YOUR ASSIGNMENT
Your job is to copy the lines from the material that include "chunks".

MATERIAL SHOWN
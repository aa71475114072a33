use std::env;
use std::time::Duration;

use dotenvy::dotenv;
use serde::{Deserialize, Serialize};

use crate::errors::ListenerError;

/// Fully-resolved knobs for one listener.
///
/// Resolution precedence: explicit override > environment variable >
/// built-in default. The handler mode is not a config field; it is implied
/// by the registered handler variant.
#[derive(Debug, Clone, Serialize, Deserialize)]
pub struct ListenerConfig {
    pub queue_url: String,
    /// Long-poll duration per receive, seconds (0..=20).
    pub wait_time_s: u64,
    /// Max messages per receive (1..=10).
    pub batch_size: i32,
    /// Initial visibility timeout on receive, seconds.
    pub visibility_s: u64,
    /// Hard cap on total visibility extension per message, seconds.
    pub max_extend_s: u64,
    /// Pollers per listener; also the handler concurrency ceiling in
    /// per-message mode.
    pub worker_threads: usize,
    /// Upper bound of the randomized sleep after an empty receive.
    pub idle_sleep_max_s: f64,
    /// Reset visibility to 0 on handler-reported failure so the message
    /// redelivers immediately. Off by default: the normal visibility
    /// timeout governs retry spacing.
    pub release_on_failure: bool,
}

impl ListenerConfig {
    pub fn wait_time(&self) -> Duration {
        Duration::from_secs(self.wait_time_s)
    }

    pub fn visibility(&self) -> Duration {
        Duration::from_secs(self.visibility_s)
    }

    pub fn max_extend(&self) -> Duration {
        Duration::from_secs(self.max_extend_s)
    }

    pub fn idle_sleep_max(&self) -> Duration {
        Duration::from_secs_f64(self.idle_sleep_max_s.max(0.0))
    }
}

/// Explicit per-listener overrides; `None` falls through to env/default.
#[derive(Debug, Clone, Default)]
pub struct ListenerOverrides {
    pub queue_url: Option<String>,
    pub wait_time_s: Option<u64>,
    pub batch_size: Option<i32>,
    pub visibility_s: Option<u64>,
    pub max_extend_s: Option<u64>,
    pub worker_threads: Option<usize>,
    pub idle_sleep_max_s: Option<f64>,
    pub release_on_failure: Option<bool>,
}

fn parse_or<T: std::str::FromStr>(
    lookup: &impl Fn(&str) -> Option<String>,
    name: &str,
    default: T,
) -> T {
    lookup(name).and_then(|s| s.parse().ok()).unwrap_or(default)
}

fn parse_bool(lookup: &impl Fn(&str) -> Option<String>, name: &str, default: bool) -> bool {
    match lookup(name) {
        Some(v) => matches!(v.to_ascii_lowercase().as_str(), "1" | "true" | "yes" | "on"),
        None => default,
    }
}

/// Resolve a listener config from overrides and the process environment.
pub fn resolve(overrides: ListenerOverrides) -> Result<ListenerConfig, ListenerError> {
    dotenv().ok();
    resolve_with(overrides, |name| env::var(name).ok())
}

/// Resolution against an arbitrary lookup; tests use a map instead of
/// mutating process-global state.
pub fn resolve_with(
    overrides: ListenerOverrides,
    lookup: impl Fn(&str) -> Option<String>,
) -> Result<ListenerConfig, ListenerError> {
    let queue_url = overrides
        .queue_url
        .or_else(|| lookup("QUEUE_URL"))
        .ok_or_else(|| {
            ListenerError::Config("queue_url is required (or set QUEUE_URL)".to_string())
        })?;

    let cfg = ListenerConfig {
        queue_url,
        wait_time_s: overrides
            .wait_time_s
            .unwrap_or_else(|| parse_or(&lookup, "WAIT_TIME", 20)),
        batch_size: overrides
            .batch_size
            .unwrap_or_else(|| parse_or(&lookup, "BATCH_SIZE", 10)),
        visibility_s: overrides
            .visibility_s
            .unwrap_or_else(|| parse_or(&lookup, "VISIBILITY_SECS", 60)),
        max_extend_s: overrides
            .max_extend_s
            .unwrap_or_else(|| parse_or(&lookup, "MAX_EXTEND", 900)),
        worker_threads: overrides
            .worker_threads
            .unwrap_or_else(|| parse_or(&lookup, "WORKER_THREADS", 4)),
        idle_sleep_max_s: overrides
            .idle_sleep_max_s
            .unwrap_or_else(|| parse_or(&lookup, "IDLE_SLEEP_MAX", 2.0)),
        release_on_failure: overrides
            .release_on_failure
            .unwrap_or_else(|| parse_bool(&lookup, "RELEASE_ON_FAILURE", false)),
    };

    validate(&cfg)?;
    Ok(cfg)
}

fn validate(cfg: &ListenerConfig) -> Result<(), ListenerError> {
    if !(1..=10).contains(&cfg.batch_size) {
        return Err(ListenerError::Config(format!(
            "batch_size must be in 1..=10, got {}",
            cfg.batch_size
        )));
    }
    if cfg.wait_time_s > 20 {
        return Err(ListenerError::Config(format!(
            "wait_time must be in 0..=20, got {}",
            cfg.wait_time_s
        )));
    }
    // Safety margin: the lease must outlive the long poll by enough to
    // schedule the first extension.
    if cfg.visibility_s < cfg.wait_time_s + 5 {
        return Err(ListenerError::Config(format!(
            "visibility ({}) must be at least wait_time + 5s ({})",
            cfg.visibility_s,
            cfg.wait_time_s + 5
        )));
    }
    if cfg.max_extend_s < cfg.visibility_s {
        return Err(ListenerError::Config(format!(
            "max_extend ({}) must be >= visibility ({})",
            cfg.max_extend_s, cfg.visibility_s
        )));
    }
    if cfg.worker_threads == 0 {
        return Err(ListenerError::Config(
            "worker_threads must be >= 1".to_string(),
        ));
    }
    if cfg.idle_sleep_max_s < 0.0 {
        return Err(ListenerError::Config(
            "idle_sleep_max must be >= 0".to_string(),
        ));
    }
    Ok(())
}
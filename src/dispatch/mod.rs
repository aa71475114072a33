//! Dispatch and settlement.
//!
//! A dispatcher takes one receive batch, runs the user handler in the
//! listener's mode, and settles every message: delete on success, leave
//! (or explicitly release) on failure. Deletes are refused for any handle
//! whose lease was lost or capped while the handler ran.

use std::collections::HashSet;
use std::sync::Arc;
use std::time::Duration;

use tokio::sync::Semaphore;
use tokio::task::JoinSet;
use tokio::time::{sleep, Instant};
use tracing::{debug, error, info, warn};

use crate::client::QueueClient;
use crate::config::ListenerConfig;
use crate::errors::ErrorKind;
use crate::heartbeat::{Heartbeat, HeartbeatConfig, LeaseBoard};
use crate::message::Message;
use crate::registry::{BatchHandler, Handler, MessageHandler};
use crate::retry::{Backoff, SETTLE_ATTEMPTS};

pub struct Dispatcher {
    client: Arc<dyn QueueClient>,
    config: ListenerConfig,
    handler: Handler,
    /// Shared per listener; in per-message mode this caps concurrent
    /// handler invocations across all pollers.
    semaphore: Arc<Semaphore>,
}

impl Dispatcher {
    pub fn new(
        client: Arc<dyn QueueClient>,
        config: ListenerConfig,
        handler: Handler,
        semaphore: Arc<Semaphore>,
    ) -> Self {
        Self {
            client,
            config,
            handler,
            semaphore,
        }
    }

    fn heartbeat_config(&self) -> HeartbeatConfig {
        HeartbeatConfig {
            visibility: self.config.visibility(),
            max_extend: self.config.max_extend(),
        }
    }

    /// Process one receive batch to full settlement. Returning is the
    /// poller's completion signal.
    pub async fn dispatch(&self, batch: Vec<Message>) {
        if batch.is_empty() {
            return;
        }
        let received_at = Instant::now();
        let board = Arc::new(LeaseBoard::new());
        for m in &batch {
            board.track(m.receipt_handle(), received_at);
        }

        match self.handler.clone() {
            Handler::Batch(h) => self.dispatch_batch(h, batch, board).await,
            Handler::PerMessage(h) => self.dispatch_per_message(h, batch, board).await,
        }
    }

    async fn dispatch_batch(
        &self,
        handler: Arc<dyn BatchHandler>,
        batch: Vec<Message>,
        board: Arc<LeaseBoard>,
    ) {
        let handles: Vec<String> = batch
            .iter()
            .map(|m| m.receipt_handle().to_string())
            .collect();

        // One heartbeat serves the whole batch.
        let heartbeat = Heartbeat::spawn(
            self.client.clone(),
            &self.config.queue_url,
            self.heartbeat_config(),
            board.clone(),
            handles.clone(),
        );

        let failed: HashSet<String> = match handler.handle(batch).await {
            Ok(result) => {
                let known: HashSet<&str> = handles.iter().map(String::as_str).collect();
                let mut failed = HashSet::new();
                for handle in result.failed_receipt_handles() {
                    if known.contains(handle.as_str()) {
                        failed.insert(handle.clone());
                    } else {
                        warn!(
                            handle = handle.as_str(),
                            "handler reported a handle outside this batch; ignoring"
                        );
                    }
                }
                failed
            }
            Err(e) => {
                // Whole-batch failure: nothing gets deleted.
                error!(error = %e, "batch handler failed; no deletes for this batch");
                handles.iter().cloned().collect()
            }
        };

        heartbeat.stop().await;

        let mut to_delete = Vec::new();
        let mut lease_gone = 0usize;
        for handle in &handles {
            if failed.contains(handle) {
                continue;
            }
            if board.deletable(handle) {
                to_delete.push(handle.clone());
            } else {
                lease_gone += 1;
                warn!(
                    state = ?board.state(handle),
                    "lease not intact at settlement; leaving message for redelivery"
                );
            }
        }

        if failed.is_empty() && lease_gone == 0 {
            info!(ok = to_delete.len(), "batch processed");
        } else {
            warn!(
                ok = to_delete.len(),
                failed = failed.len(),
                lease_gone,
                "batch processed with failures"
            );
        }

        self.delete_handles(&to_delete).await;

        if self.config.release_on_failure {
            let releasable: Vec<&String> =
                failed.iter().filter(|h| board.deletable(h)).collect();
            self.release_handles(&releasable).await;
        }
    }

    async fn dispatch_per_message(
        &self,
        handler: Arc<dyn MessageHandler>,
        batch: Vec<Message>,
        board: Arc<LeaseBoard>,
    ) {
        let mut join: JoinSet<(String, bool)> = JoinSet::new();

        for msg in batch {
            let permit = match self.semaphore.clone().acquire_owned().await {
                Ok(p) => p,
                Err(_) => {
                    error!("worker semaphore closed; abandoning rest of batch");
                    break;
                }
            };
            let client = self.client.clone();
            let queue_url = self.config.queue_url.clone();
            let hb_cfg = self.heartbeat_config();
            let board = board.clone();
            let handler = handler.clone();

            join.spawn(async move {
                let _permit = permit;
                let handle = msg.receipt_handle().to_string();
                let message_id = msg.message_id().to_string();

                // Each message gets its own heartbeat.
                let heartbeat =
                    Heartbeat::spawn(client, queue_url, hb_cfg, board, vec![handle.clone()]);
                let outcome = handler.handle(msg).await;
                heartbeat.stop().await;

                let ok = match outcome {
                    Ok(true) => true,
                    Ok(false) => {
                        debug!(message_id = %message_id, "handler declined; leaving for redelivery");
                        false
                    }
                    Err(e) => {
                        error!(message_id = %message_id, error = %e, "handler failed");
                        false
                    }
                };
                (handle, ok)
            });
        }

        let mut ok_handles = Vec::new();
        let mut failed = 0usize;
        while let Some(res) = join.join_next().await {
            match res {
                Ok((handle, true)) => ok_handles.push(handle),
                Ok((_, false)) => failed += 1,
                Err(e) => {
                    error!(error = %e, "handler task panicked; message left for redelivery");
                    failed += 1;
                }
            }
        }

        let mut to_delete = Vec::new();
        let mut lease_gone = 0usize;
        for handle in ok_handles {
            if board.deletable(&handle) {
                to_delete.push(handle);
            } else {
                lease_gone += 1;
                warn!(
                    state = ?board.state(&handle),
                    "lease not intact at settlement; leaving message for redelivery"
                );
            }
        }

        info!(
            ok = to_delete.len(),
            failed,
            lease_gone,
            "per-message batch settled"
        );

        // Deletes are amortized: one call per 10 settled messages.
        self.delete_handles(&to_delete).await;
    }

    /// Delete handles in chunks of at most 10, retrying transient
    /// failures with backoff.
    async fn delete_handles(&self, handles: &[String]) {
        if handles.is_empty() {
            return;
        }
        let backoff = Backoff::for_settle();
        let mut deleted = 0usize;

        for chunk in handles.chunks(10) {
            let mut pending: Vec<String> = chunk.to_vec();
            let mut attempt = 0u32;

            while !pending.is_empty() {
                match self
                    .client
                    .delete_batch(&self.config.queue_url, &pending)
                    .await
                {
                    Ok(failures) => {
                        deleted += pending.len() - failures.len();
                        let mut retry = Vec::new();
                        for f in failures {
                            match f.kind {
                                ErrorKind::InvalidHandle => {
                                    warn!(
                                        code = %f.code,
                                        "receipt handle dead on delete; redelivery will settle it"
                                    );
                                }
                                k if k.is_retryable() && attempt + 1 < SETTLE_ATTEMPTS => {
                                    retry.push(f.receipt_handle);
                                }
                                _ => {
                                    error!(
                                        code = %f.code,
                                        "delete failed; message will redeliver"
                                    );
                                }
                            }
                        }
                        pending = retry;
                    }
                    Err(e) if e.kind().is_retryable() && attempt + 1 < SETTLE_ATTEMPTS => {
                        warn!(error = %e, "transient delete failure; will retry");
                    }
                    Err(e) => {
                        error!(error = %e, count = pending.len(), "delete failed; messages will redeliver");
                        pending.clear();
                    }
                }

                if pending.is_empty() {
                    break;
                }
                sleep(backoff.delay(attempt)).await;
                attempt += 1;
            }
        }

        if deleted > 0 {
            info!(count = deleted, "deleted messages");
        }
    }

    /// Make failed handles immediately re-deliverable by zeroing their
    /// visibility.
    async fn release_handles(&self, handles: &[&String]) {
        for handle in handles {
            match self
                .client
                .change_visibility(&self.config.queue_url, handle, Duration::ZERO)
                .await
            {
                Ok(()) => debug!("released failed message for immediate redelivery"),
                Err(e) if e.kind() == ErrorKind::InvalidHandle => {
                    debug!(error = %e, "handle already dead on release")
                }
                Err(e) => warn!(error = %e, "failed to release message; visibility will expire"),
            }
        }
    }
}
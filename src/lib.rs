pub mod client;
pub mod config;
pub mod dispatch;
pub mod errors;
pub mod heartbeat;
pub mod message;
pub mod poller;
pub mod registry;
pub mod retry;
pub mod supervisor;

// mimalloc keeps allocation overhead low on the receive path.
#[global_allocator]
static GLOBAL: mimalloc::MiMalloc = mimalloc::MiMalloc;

OUTPUT FOR THIS EXERCISE
    /// Delete handles in chunks of at most 10, retrying transient
        for chunk in handles.chunks(10) {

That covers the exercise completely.